The facts are prolix, but must be stated in order to support the discussion of the issues. Plaintiff was injured on December 1, 1978. He was employed by third-party defendant, McCartin, who had in turn been contracted to perform the installation of underground gas pipes by Illinois Power Company. The work site was in Danville. The job called for the plaintiff to drill a hole under a sidewalk for a distance of about 20 feet.

The drilling was to be accomplished through the use of a Case Fleetline No. 40 4 trencher, which was equipped with a hydra-borer attachment. The machine was sold to Illinois Power on or about October 13, 1972. The trencher is a multipurpose vehicle with a number of uses which are accomplished through the use of various attachments. The attachment at issue in this suit was the hydra-borer, which is a hydraulically powered device which can bore or auger small diameter holes under obstructions. The holes are drilled by attaching steel rods in 10- and 20-foot lengths to the basic machine while a drill bit is placed on the front of the rods. The hydra-borer provides the rotational force which screws the drill bit into the earth, while the Fleetline trencher itself provides the forward push which forces the rods through the earth under the obstruction. By adding sections of rod, the length of the bore can be extended. In addition to the hydra-borer, the trencher has an attachment which allows an operator to dig narrow tranches no more than one foot in width. The trencher can be used in conjunction with the hydra-borer to dig a trench which may be used to guide the direction of the auger rods in the course of the augering process.

Case also manufactures drill guides (positive level guide anchors). Drill guides are used to control the direction of the auger. If the drill guides are used, it is not necessary for a workman to manually control the direction of the auger. The drill guides are available as optional equipment and are not issued with the standard machine. Illinois Power Company, purchaser of the machine, did not purchase drill guides for this or any other Case trenchers they used.
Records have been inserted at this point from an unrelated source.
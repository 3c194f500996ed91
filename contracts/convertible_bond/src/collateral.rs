//! Collateral accounting.
//!
//! The issuer deposits `ceil(shares * collateral_ratio / WAD)` collateral per
//! mint and may take back only what exceeds the backing of the current supply.
//! The requirement itself rounds down, so a mint on top of existing supply can
//! never leave the bond one unit short.
//! While the bond is `Active` the convertible reserve is held as well; once
//! nothing is owed, or after maturity, conversion is moot and the reserve drops
//! to zero.

use crate::lifecycle;
use crate::math::{self, Rounding};
use crate::types::{BondConfig, BondLedger, BondState};
use bond_errors::BondError;

/// Collateral backing `supply` shares at the configured ratio.
#[inline]
pub fn required_collateral(config: &BondConfig, supply: i128) -> Result<i128, BondError> {
    math::wad_mul(supply, config.collateral_ratio, Rounding::Down)
}

/// Collateral that converting all of `supply` would release.
#[inline]
pub fn convertible_reserve(config: &BondConfig, supply: i128) -> Result<i128, BondError> {
    math::wad_mul(supply, config.convertible_ratio, Rounding::Down)
}

/// Collateral the issuer must deposit to mint `amount` shares.
pub fn preview_mint(
    config: &BondConfig,
    ledger: &BondLedger,
    now: u64,
    amount: i128,
) -> Result<i128, BondError> {
    if amount < 0 {
        return Err(BondError::InvalidAmount);
    }
    if !lifecycle::allows_issuance(lifecycle::state(config, ledger, now)?) {
        return Err(BondError::BondPastMaturity);
    }
    let new_supply = math::add_i128(ledger.total_supply, amount)?;
    if new_supply > config.max_supply {
        return Err(BondError::BondSupplyExceeded);
    }
    math::wad_mul(amount, config.collateral_ratio, Rounding::Up)
}

/// `(collateral, ledger)` after minting `amount` shares.
pub fn plan_mint(
    config: &BondConfig,
    ledger: &BondLedger,
    now: u64,
    amount: i128,
) -> Result<(i128, BondLedger), BondError> {
    if amount == 0 {
        return Err(BondError::ZeroAmount);
    }
    let collateral = preview_mint(config, ledger, now, amount)?;
    let next = BondLedger {
        total_supply: math::add_i128(ledger.total_supply, amount)?,
        collateral_balance: math::add_i128(ledger.collateral_balance, collateral)?,
        ..*ledger
    };
    Ok((collateral, lifecycle::settle(config, next, now)?))
}

/// Collateral the issuer may withdraw right now.
pub fn preview_withdraw_collateral(
    config: &BondConfig,
    ledger: &BondLedger,
    now: u64,
) -> Result<i128, BondError> {
    let required = required_collateral(config, ledger.total_supply)?;
    // `reserve <= required` for every config that passed `validate_ratios`.
    let reserve = match lifecycle::state(config, ledger, now)? {
        BondState::Active => convertible_reserve(config, ledger.total_supply)?,
        _ => 0,
    };
    Ok(math::saturating_diff(
        ledger.collateral_balance,
        required.max(reserve),
    ))
}

/// Ledger after the issuer withdraws `amount` collateral.
pub fn plan_withdraw_collateral(
    config: &BondConfig,
    ledger: &BondLedger,
    now: u64,
    amount: i128,
) -> Result<BondLedger, BondError> {
    if amount < 0 {
        return Err(BondError::InvalidAmount);
    }
    if amount == 0 {
        return Err(BondError::ZeroAmount);
    }
    if amount > preview_withdraw_collateral(config, ledger, now)? {
        return Err(BondError::InsufficientExcessCollateral);
    }
    Ok(BondLedger {
        collateral_balance: math::sub_i128(ledger.collateral_balance, amount)?,
        ..*ledger
    })
}

/// Ledger after `shares` are burned without any token movement.
pub fn plan_burn(
    config: &BondConfig,
    ledger: &BondLedger,
    now: u64,
    shares: i128,
) -> Result<BondLedger, BondError> {
    if shares < 0 {
        return Err(BondError::InvalidAmount);
    }
    if shares == 0 {
        return Err(BondError::ZeroAmount);
    }
    let next = BondLedger {
        total_supply: math::sub_i128(ledger.total_supply, shares)?,
        ..*ledger
    };
    lifecycle::settle(config, next, now)
}

/// Invariant: held collateral covers the current supply.
pub fn is_solvent(config: &BondConfig, ledger: &BondLedger) -> Result<bool, BondError> {
    Ok(ledger.collateral_balance >= required_collateral(config, ledger.total_supply)?)
}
Illinois Power owned 142 Case trenchers with hydra-borer attachments on the date of plaintiff's accident.

Prior to purchasing hydra-borers and Case Fleetline trenchers, the tool which had been primarily used to accomplish similar tasks was the McLaughlin "MIGHTY MOLE" air-powered auger. McLaughlin issued operator's manuals with the Mighty Mole, and the manuals were found in Illinois Power equipment sheds. The operator's manual gave written instructions and warnings on the augering process. The warnings included admonitions against adjusting the auger by hand, wearing loose clothing, and walking near a turning auger. McLaughlin also manufactured a tool which resembled a series of three J-shaped hooks, which was recommended for use in its augering procedures. Use of the J-hooks could also have precluded the necessity of a workman being in the trench with rotating drill rods. Illinois Power had a company-wide policy that the McLaughlin tool guides were to be used to guide augers, no matter whether a McLaughlin product or a Case product was being used in a given operation. Each Illinois Power crew had two McLaughlin tool guides available to it. The guides were also available to McCartin employees.
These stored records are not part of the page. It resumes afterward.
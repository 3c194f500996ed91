//! Tests for the pure collateral and payment accounting functions.
//!
//! These run against a 6-decimal payment token so the figures line up with a
//! typical stablecoin issuance.

use crate::collateral;
use crate::payment;
use crate::test_helpers::*;
use crate::types::{BondConfig, BondLedger, BondState};
use crate::{lifecycle, WAD};
use bond_errors::BondError;
use soroban_sdk::Env;

const USDC_DECIMALS: u32 = 6;
const USDC_UNIT: i128 = 1_000_000;
/// Full repayment of `TARGET_SUPPLY` in 6-decimal units.
const USDC_FULL: i128 = 50_000_000 * USDC_UNIT;

fn usdc_config(e: &Env) -> BondConfig {
    test_config(e, USDC_DECIMALS, COLLATERAL_RATIO, CONVERTIBLE_RATIO)
}

fn minted_ledger(config: &BondConfig) -> BondLedger {
    let (_, ledger) =
        collateral::plan_mint(config, &BondLedger::default(), START, TARGET_SUPPLY).unwrap();
    ledger
}

// ═══════════════════════════════════════════════════════════════════
// 1. Collateral requirement and minting
// ═══════════════════════════════════════════════════════════════════

#[test]
fn test_required_collateral_full_supply() {
    let e = Env::default();
    let config = usdc_config(&e);
    assert_eq!(
        collateral::required_collateral(&config, TARGET_SUPPLY),
        Ok(25_000_000 * WAD)
    );
}

#[test]
fn test_plan_mint_full_supply() {
    let e = Env::default();
    let config = usdc_config(&e);
    let (deposit, ledger) =
        collateral::plan_mint(&config, &BondLedger::default(), START, TARGET_SUPPLY).unwrap();
    assert_eq!(deposit, 25_000_000 * WAD);
    assert_eq!(ledger.total_supply, TARGET_SUPPLY);
    assert_eq!(ledger.collateral_balance, 25_000_000 * WAD);
    assert_eq!(ledger.payment_balance, 0);
}

#[test]
fn test_plan_mint_rejects_zero_and_negative() {
    let e = Env::default();
    let config = usdc_config(&e);
    let ledger = BondLedger::default();
    assert_eq!(
        collateral::plan_mint(&config, &ledger, START, 0),
        Err(BondError::ZeroAmount)
    );
    assert_eq!(
        collateral::plan_mint(&config, &ledger, START, -1),
        Err(BondError::InvalidAmount)
    );
}

#[test]
fn test_preview_mint_supply_cap() {
    let e = Env::default();
    let config = usdc_config(&e);
    let ledger = minted_ledger(&config);
    assert_eq!(
        collateral::preview_mint(&config, &ledger, START, 1),
        Err(BondError::BondSupplyExceeded)
    );
}

#[test]
fn test_preview_mint_after_maturity() {
    let e = Env::default();
    let config = usdc_config(&e);
    assert_eq!(
        collateral::preview_mint(&config, &BondLedger::default(), MATURITY, SHARE),
        Err(BondError::BondPastMaturity)
    );
}

#[test]
fn test_preview_mint_allowed_while_paid_early() {
    let e = Env::default();
    let config = usdc_config(&e);
    let half = TARGET_SUPPLY / 2;
    let (_, ledger) =
        collateral::plan_mint(&config, &BondLedger::default(), START, half).unwrap();
    let ledger = payment::plan_pay(&config, &ledger, START, USDC_FULL / 2).unwrap();
    assert_eq!(lifecycle::state(&config, &ledger, START), Ok(BondState::PaidEarly));
    assert_eq!(
        collateral::preview_mint(&config, &ledger, START, half),
        Ok(12_500_000 * WAD)
    );
}

// ═══════════════════════════════════════════════════════════════════
// 2. Excess collateral
// ═══════════════════════════════════════════════════════════════════

#[test]
fn test_no_excess_collateral_after_exact_mint() {
    let e = Env::default();
    let config = usdc_config(&e);
    let ledger = minted_ledger(&config);
    assert_eq!(
        collateral::preview_withdraw_collateral(&config, &ledger, START),
        Ok(0)
    );
    assert_eq!(
        collateral::plan_withdraw_collateral(&config, &ledger, START, 1),
        Err(BondError::InsufficientExcessCollateral)
    );
}

#[test]
fn test_burn_frees_collateral() {
    let e = Env::default();
    let config = usdc_config(&e);
    let ledger = minted_ledger(&config);
    let ledger = collateral::plan_burn(&config, &ledger, START, 10_000_000 * SHARE).unwrap();
    assert_eq!(
        collateral::preview_withdraw_collateral(&config, &ledger, START),
        Ok(5_000_000 * WAD)
    );
    let next =
        collateral::plan_withdraw_collateral(&config, &ledger, START, 5_000_000 * WAD).unwrap();
    assert_eq!(next.collateral_balance, 20_000_000 * WAD);
    assert_eq!(collateral::is_solvent(&config, &next), Ok(true));
}

#[test]
fn test_mint_burn_round_trip_returns_full_deposit() {
    let e = Env::default();
    let config = usdc_config(&e);
    let amount = 1_234_567 * SHARE + 89;
    let (deposit, ledger) =
        collateral::plan_mint(&config, &BondLedger::default(), START, amount).unwrap();
    let ledger = collateral::plan_burn(&config, &ledger, START, amount).unwrap();
    assert_eq!(
        collateral::preview_withdraw_collateral(&config, &ledger, START),
        Ok(deposit)
    );
}

#[test]
fn test_mint_deposit_rounds_up() {
    let e = Env::default();
    // A third is not exact in WAD: the floored requirement leaves a remainder.
    let config = test_config(&e, USDC_DECIMALS, WAD / 3, 0);
    let floor = collateral::required_collateral(&config, SHARE).unwrap();
    assert_eq!(floor, 333_333_333_333_333_333);
    assert_eq!(
        collateral::preview_mint(&config, &BondLedger::default(), START, SHARE),
        Ok(floor + 1)
    );

    // Two one-unit mints at half a unit each: a floored deposit would leave
    // the second one uncovered.
    let config = usdc_config(&e);
    let (first, ledger) =
        collateral::plan_mint(&config, &BondLedger::default(), START, 1).unwrap();
    let (second, ledger) = collateral::plan_mint(&config, &ledger, START, 1).unwrap();
    assert_eq!((first, second), (1, 1));
    assert_eq!(collateral::required_collateral(&config, 2), Ok(1));
    assert_eq!(collateral::is_solvent(&config, &ledger), Ok(true));
}

#[test]
fn test_reserve_never_exceeds_requirement() {
    let e = Env::default();
    let config = usdc_config(&e);
    let ledger = BondLedger {
        collateral_balance: 30_000_000 * WAD,
        ..minted_ledger(&config)
    };
    let required = collateral::required_collateral(&config, ledger.total_supply).unwrap();
    let reserve = collateral::convertible_reserve(&config, ledger.total_supply).unwrap();
    assert!(reserve <= required);
    assert_eq!(
        collateral::preview_withdraw_collateral(&config, &ledger, START),
        Ok(ledger.collateral_balance - required)
    );
}

#[test]
fn test_reserve_held_while_active() {
    let e = Env::default();
    // Convertible ratio equal to the collateral ratio: the reserve is binding.
    let config = test_config(&e, USDC_DECIMALS, COLLATERAL_RATIO, COLLATERAL_RATIO);
    let ledger = BondLedger {
        collateral_balance: 30_000_000 * WAD,
        ..minted_ledger(&config)
    };
    assert_eq!(
        collateral::convertible_reserve(&config, ledger.total_supply),
        Ok(25_000_000 * WAD)
    );
    assert_eq!(
        collateral::preview_withdraw_collateral(&config, &ledger, START),
        Ok(5_000_000 * WAD)
    );
}

#[test]
fn test_plan_withdraw_collateral_rejects_zero() {
    let e = Env::default();
    let config = usdc_config(&e);
    let ledger = BondLedger {
        collateral_balance: WAD,
        ..BondLedger::default()
    };
    assert_eq!(
        collateral::plan_withdraw_collateral(&config, &ledger, START, 0),
        Err(BondError::ZeroAmount)
    );
    assert_eq!(
        collateral::plan_withdraw_collateral(&config, &ledger, START, -5),
        Err(BondError::InvalidAmount)
    );
}

#[test]
fn test_plan_burn_more_than_supply_underflows() {
    let e = Env::default();
    let config = usdc_config(&e);
    let ledger = BondLedger {
        total_supply: SHARE,
        ..BondLedger::default()
    };
    assert_eq!(
        collateral::plan_burn(&config, &ledger, START, SHARE + 1),
        Err(BondError::Underflow)
    );
}

// ═══════════════════════════════════════════════════════════════════
// 3. Payment
// ═══════════════════════════════════════════════════════════════════

#[test]
fn test_three_installments_then_remainder() {
    let e = Env::default();
    let config = usdc_config(&e);
    let mut ledger = minted_ledger(&config);
    assert_eq!(payment::amount_owed(&config, &ledger), Ok(USDC_FULL));

    let installment = USDC_FULL / 3;
    for _ in 0..3 {
        ledger = payment::plan_pay(&config, &ledger, START, installment).unwrap();
        assert_eq!(
            lifecycle::state(&config, &ledger, START),
            Ok(BondState::Active)
        );
    }
    assert_eq!(payment::amount_owed(&config, &ledger), Ok(2));

    ledger = payment::plan_pay(&config, &ledger, START, 2).unwrap();
    assert_eq!(payment::amount_owed(&config, &ledger), Ok(0));
    assert_eq!(payment::is_fully_paid(&config, &ledger), Ok(true));
    assert_eq!(ledger.total_payment_received, USDC_FULL);
    assert_eq!(
        payment::plan_pay(&config, &ledger, START, 1),
        Err(BondError::PaymentMet)
    );
}

#[test]
fn test_amount_owed_rounds_up() {
    let e = Env::default();
    let config = usdc_config(&e);
    // A single share unit is 10^-12 of a payment unit.
    let ledger = BondLedger {
        total_supply: 1,
        ..BondLedger::default()
    };
    assert_eq!(payment::amount_owed(&config, &ledger), Ok(1));
    assert_eq!(payment::amount_unpaid(&config, &ledger), Ok(1));
}

#[test]
fn test_amount_unpaid_in_share_units() {
    let e = Env::default();
    let config = usdc_config(&e);
    let ledger = payment::plan_pay(&config, &minted_ledger(&config), START, USDC_FULL / 2).unwrap();
    assert_eq!(payment::amount_unpaid(&config, &ledger), Ok(25_000_000 * SHARE));
    assert_eq!(payment::amount_owed(&config, &ledger), Ok(USDC_FULL / 2));
}

#[test]
fn test_pay_rejections() {
    let e = Env::default();
    let config = usdc_config(&e);
    let ledger = minted_ledger(&config);
    assert_eq!(
        payment::plan_pay(&config, &ledger, START, 0),
        Err(BondError::ZeroAmount)
    );
    assert_eq!(
        payment::plan_pay(&config, &ledger, START, -1),
        Err(BondError::InvalidAmount)
    );
    assert_eq!(
        payment::plan_pay(&config, &ledger, MATURITY, USDC_UNIT),
        Err(BondError::BondPastMaturity)
    );
}

#[test]
fn test_pay_on_empty_bond_is_met() {
    let e = Env::default();
    let config = usdc_config(&e);
    assert_eq!(
        payment::plan_pay(&config, &BondLedger::default(), START, USDC_UNIT),
        Err(BondError::PaymentMet)
    );
}

#[test]
fn test_overpayment_is_withdrawable() {
    let e = Env::default();
    let config = usdc_config(&e);
    let ledger =
        payment::plan_pay(&config, &minted_ledger(&config), START, USDC_FULL + 100).unwrap();
    assert_eq!(payment::amount_over_paid(&config, &ledger), Ok(100));
    assert_eq!(payment::preview_withdraw_payment(&config, &ledger), Ok(100));

    let (amount, next) = payment::plan_withdraw_payment(&config, &ledger).unwrap();
    assert_eq!(amount, 100);
    assert_eq!(next.payment_balance, USDC_FULL);
    assert_eq!(next.total_payment_received, USDC_FULL + 100);
    assert_eq!(
        payment::plan_withdraw_payment(&config, &next),
        Err(BondError::ZeroAmount)
    );
}

#[test]
fn test_burn_after_full_payment_creates_overpayment() {
    let e = Env::default();
    let config = usdc_config(&e);
    let ledger = payment::plan_pay(&config, &minted_ledger(&config), START, USDC_FULL).unwrap();
    let ledger = collateral::plan_burn(&config, &ledger, START, 10_000_000 * SHARE).unwrap();
    assert_eq!(
        payment::amount_over_paid(&config, &ledger),
        Ok(10_000_000 * USDC_UNIT)
    );
    assert!(ledger.total_payment_received >= ledger.payment_balance);
}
In conducting its augering operations, McCartin normally used a three-man crew, which included a lead man or bottom man, a hook man, and an operator. The lead man was in charge of the crew and had the responsibility of guiding the drill bit at the start of the augering process. The lead man was often in the trench and generally would attempt to control the direction of travel of the tip of the auger rod when it was initially tunnelling through the earth. Because the work crews recognized the danger of being in close proximity to turning drill rods, a plastic sleeve consisting of a three-inch-diameter, two-foot-long section of plastic pipe was often used to control the direction of the auger. McCartin procedures did not call for the use of the McLaughlin tool guide, and during the trial, plaintiff testified that he had never seen such a guide, but had often seen the plastic pipe in use.

The lead man's duty was to stay in the ditch until the direction of travel of the auger was no longer within his control, at which time he would exit the ditch. Witnesses for McCartin testified that the lead man was to signal the operator of the machine to stop the turning drill rods while the lead man climbed out of the ditch. Plaintiff, as well as his brother and cousin, all denied that there was such a rule.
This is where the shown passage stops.